PROBLEM TO SOLVE
The lines from the top of the records below through the one containing "pub enum AccountFlag" are to be transcribed exactly, and nothing else is to be added.

LISTED ENTRIES
---------------

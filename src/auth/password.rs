use argon2::{
    password_hash::{rand_core::OsRng, PasswordHash, PasswordHasher as _, PasswordVerifier, SaltString},
    Argon2,
};

use crate::error::AccountError;

/// Pluggable password hashing strategy.
pub trait PasswordHasher: Send + Sync {
    /// Hash a plaintext password into a storable digest.
    fn hash(&self, plain: &str) -> Result<String, AccountError>;

    /// Verify a plaintext password against a stored digest. An unreadable
    /// digest counts as a mismatch.
    fn verify(&self, plain: &str, digest: &str) -> bool;
}

/// Argon2id hasher, the default strategy.
#[derive(Debug, Clone, Default)]
pub struct Argon2Hasher;

impl PasswordHasher for Argon2Hasher {
    fn hash(&self, plain: &str) -> Result<String, AccountError> {
        let salt = SaltString::generate(&mut OsRng);
        Argon2::default()
            .hash_password(plain.as_bytes(), &salt)
            .map(|hash| hash.to_string())
            .map_err(|e| AccountError::Hasher(format!("Failed to hash password: {}", e)))
    }

    fn verify(&self, plain: &str, digest: &str) -> bool {
        match PasswordHash::new(digest) {
            Ok(parsed) => Argon2::default()
                .verify_password(plain.as_bytes(), &parsed)
                .is_ok(),
            Err(_) => false,
        }
    }
}
use chrono::{DateTime, Utc};
use serde::{Deserialize, Serialize};
use serde_json::{Map, Value};

use crate::error::AccountError;

/// Account status flag.
#[derive(Debug, Clone, Copy, PartialEq, Eq, Serialize, Deserialize)]
#[serde(rename_all = "lowercase")]
pub enum AccountFlag {
    /// Created but awaiting email confirmation.
    Pending,
    Enabled,
    Disabled,
}

impl AccountFlag {
    pub fn as_str(&self) -> &'static str {
        match self {
            AccountFlag::Pending => "pending",
            AccountFlag::Enabled => "enabled",
            AccountFlag::Disabled => "disabled",
        }
    }
}

impl std::fmt::Display for AccountFlag {
    fn fmt(&self, f: &mut std::fmt::Formatter<'_>) -> std::fmt::Result {
        f.write_str(self.as_str())
    }
}

/// A user record as exposed by the backing directory.
///
/// `extra` carries provider-specific fields; they flatten into the session
/// snapshot alongside the named ones. The password hash never reaches a
/// snapshot: it sits on the session manager's ignored list.
#[derive(Debug, Clone, Serialize, Deserialize)]
pub struct UserRecord {
    pub id: String,
    pub email: String,
    pub first_name: String,
    pub last_name: String,
    pub flag: AccountFlag,
    #[serde(skip_serializing_if = "Option::is_none")]
    pub password_hash: Option<String>,
    pub created_at: DateTime<Utc>,
    #[serde(skip_serializing_if = "Option::is_none")]
    pub last_login: Option<DateTime<Utc>>,
    #[serde(flatten)]
    pub extra: Map<String, Value>,
}

/// Fields for creating an account.
#[derive(Debug, Clone)]
pub struct NewUser {
    pub email: String,
    pub first_name: String,
    pub last_name: String,
    pub password_hash: Option<String>,
    pub flag: AccountFlag,
}

/// The backing user storage this crate reads and writes accounts through.
///
/// Persistence belongs to the host: a database, an LDAP server, a remote
/// service. Lookup failures are `Ok(None)`; only transport problems map to
/// [`AccountError::StoreUnavailable`].
#[async_trait::async_trait]
pub trait UserDirectory: Send + Sync {
    /// Find an account by email, optionally restricted to one flag.
    async fn find_by_email(
        &self,
        email: &str,
        flag: Option<AccountFlag>,
    ) -> Result<Option<UserRecord>, AccountError>;

    /// Find an account by id.
    async fn find_by_id(&self, id: &str) -> Result<Option<UserRecord>, AccountError>;

    /// Create an account and return the stored record.
    async fn create(&self, user: NewUser) -> Result<UserRecord, AccountError>;

    /// Merge profile fields into an account.
    async fn update(&self, id: &str, fields: Map<String, Value>) -> Result<(), AccountError>;

    /// Replace the password hash.
    async fn update_password_hash(&self, id: &str, hash: &str) -> Result<(), AccountError>;

    /// Move the account to a new status flag.
    async fn set_flag(&self, id: &str, flag: AccountFlag) -> Result<(), AccountError>;

    /// Record a successful login time.
    async fn stamp_last_login(&self, id: &str) -> Result<(), AccountError>;
}
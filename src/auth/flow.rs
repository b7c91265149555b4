use std::sync::Arc;

use serde::Deserialize;
use serde_json::{json, Map, Value};
use tracing::{debug, error, info, warn};
use validator::Validate;

use crate::auth::codec::TokenCodec;
use crate::auth::lifecycle::TokenLifecycle;
use crate::auth::password::PasswordHasher;
use crate::auth::rate_limit::{Gate, RecoveryThrottle};
use crate::auth::session::{SessionManager, UserSession};
use crate::auth::token::TokenKind;
use crate::captcha::CaptchaVerifier;
use crate::config::{AccountConfig, Messages};
use crate::directory::{AccountFlag, NewUser, UserDirectory, UserRecord};
use crate::error::AccountError;
use crate::mailer::{MailTemplate, Mailer};
use crate::store::StoreService;

// ── Inputs ──

#[derive(Debug, Clone, Deserialize, Validate)]
pub struct RegisterInput {
    #[validate(email)]
    pub email: String,
    pub password: String,
    pub first_name: Option<String>,
    pub last_name: Option<String>,
}

#[derive(Debug, Clone, Deserialize)]
pub struct ProfileInput {
    pub first_name: String,
    pub last_name: String,
}

// ── Outcomes ──

/// Result of a successful registration.
#[derive(Debug)]
pub struct Registered {
    pub user: UserRecord,
    /// The emailed activation link. Hosts must not show it to the caller;
    /// it is exposed for logging and tests.
    pub activation_link: String,
    pub message: String,
}

/// Result of a successful login.
#[derive(Debug)]
pub struct LoggedIn {
    pub session: UserSession,
    /// Where to send the user: the pending redirect if one was set, the
    /// configured default otherwise.
    pub redirect_to: String,
}

/// Result of a successful account activation.
#[derive(Debug)]
pub struct Activated {
    pub session: UserSession,
    pub redirect_to: String,
    pub message: String,
}

/// Result of re-sending the activation link.
#[derive(Debug)]
pub struct ActivationResent {
    pub activation_link: String,
    pub message: String,
}

/// Result of a password-recovery request. The outcome is the same whether
/// or not the account exists, so callers cannot probe for registered
/// addresses.
#[derive(Debug)]
pub struct RecoveryRequested {
    /// Present only when an enabled account matched; never shown to the
    /// caller.
    pub recovery_link: Option<String>,
    pub message: String,
}
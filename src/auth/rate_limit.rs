use chrono::{DateTime, Utc};
use serde::{Deserialize, Serialize};

use crate::config::RecoveryConfig;
use crate::error::AccountError;
use crate::store::StoreService;

/// Decision for one more recovery attempt.
#[derive(Debug, Clone, Copy, PartialEq, Eq)]
pub enum Gate {
    /// Under the free quota.
    Allowed,
    /// Admitted only with a verified captcha.
    CaptchaRequired,
    /// Over the hard cap; nothing helps until the window resets.
    Blocked,
}

/// Fixed-window counter for one email address.
#[derive(Debug, Serialize, Deserialize)]
struct AttemptWindow {
    count: u32,
    window_started_at: DateTime<Utc>,
}

fn throttle_key(email: &str) -> String {
    format!("recovery:{}", email.to_lowercase())
}

/// Per-email throttle for password-recovery requests, kept in the same
/// expiring store as the tokens.
///
/// Evaluation and recording are separate so the flow can classify an
/// attempt (and demand a captcha) before doing any work for it.
#[derive(Clone)]
pub struct RecoveryThrottle {
    store: StoreService,
    config: RecoveryConfig,
}

impl RecoveryThrottle {
    pub fn new(store: StoreService, config: RecoveryConfig) -> Self {
        RecoveryThrottle { store, config }
    }

    /// Classify the next attempt without recording it.
    pub async fn evaluate(&self, email: &str) -> Result<Gate, AccountError> {
        let count = self.live_count(email).await?;
        Ok(if count >= self.config.max_attempts {
            Gate::Blocked
        } else if count >= self.config.free_attempts {
            Gate::CaptchaRequired
        } else {
            Gate::Allowed
        })
    }

    /// Count an attempt against the window. The window start is fixed at
    /// the first attempt; the counter resets once the window elapses.
    ///
    /// The read-modify-write is not atomic: concurrent attempts for the
    /// same address may count as one. The throttle tolerates that — it
    /// bounds abuse per window, it is not an exact ledger.
    pub async fn record(&self, email: &str) -> Result<(), AccountError> {
        let key = throttle_key(email);
        let now = Utc::now();
        let window = match self.store.get_json::<AttemptWindow>(&key).await? {
            Some(current) if !self.window_elapsed(&current, now) => AttemptWindow {
                count: current.count + 1,
                window_started_at: current.window_started_at,
            },
            _ => AttemptWindow {
                count: 1,
                window_started_at: now,
            },
        };
        self.store
            .set_json(&key, &window, Some(self.config.window))
            .await
    }

    /// Drop the counter, e.g. after a completed password recovery.
    pub async fn reset(&self, email: &str) -> Result<(), AccountError> {
        self.store.del(&throttle_key(email)).await?;
        Ok(())
    }

    async fn live_count(&self, email: &str) -> Result<u32, AccountError> {
        match self
            .store
            .get_json::<AttemptWindow>(&throttle_key(email))
            .await?
        {
            Some(window) if !self.window_elapsed(&window, Utc::now()) => Ok(window.count),
            _ => Ok(0),
        }
    }

    fn window_elapsed(&self, window: &AttemptWindow, now: DateTime<Utc>) -> bool {
        let span = chrono::Duration::from_std(self.config.window).unwrap_or(chrono::Duration::MAX);
        now.signed_duration_since(window.window_started_at) >= span
    }
}
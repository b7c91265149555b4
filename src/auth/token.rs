use chrono::{DateTime, Utc};
use rand::RngCore;
use serde::{Deserialize, Serialize};
use std::time::Duration;

/// Purpose a token is issued for. At most one live token exists per
/// `(user, kind)` pair.
#[derive(Debug, Clone, Copy, PartialEq, Eq, Hash, Serialize, Deserialize)]
#[serde(rename_all = "lowercase")]
pub enum TokenKind {
    /// Email-confirmation token for a pending account.
    Activation,
    /// Password-recovery token.
    Pass,
    /// Email-link login token.
    Access,
}

impl TokenKind {
    pub fn as_str(&self) -> &'static str {
        match self {
            TokenKind::Activation => "activation",
            TokenKind::Pass => "pass",
            TokenKind::Access => "access",
        }
    }

    /// Parse the wire form produced by [`TokenKind::as_str`].
    pub fn parse(s: &str) -> Option<TokenKind> {
        match s {
            "activation" => Some(TokenKind::Activation),
            "pass" => Some(TokenKind::Pass),
            "access" => Some(TokenKind::Access),
            _ => None,
        }
    }
}

impl std::fmt::Display for TokenKind {
    fn fmt(&self, f: &mut std::fmt::Formatter<'_>) -> std::fmt::Result {
        f.write_str(self.as_str())
    }
}

/// A stored token: the random secret plus its creation time.
#[derive(Debug, Clone, PartialEq, Eq, Serialize, Deserialize)]
pub struct Token {
    pub value: String,
    pub created_at: DateTime<Utc>,
}

impl Token {
    /// Mint a token carrying `value_bytes` of randomness, hex-encoded.
    pub fn generate(value_bytes: usize) -> Self {
        let mut bytes = vec![0u8; value_bytes];
        rand::thread_rng().fill_bytes(&mut bytes);
        Token {
            value: hex::encode(bytes),
            created_at: Utc::now(),
        }
    }

    /// Whether the token is expired at `now` under the given threshold.
    ///
    /// `None` means the kind never expires. The boundary is inclusive: a
    /// token whose age equals the threshold exactly is still live; only
    /// `age > threshold` expires.
    pub fn is_expired(&self, threshold: Option<Duration>, now: DateTime<Utc>) -> bool {
        let Some(threshold) = threshold else {
            return false;
        };
        let threshold =
            chrono::Duration::from_std(threshold).unwrap_or(chrono::Duration::MAX);
        now.signed_duration_since(self.created_at) > threshold
    }
}

/// Storage key for the `(user, kind)` token slot.
pub fn storage_key(kind: TokenKind, user_id: &str) -> String {
    format!("token:{}:{}", kind.as_str(), user_id)
}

---------------

COMPLETED TASK
filename src/auth/password.rs
use argon2::{
    password_hash::{rand_core::OsRng, PasswordHash, PasswordHasher as _, PasswordVerifier, SaltString},
    Argon2,
};

use crate::error::AccountError;

/// Pluggable password hashing strategy.
pub trait PasswordHasher: Send + Sync {
    /// Hash a plaintext password into a storable digest.
    fn hash(&self, plain: &str) -> Result<String, AccountError>;

    /// Verify a plaintext password against a stored digest. An unreadable
    /// digest counts as a mismatch.
    fn verify(&self, plain: &str, digest: &str) -> bool;
}

/// Argon2id hasher, the default strategy.
#[derive(Debug, Clone, Default)]
pub struct Argon2Hasher;

impl PasswordHasher for Argon2Hasher {
    fn hash(&self, plain: &str) -> Result<String, AccountError> {
        let salt = SaltString::generate(&mut OsRng);
        Argon2::default()
            .hash_password(plain.as_bytes(), &salt)
            .map(|hash| hash.to_string())
            .map_err(|e| AccountError::Hasher(format!("Failed to hash password: {}", e)))
    }

    fn verify(&self, plain: &str, digest: &str) -> bool {
        match PasswordHash::new(digest) {
            Ok(parsed) => Argon2::default()
                .verify_password(plain.as_bytes(), &parsed)
                .is_ok(),
            Err(_) => false,
        }
    }
}
use chrono::{DateTime, Utc};
use serde::{Deserialize, Serialize};
use serde_json::{Map, Value};

use crate::error::AccountError;

/// Account status flag.
#[derive(Debug, Clone, Copy, PartialEq, Eq, Serialize, Deserialize)]
#[serde(rename_all = "lowercase")]
pub enum AccountFlag {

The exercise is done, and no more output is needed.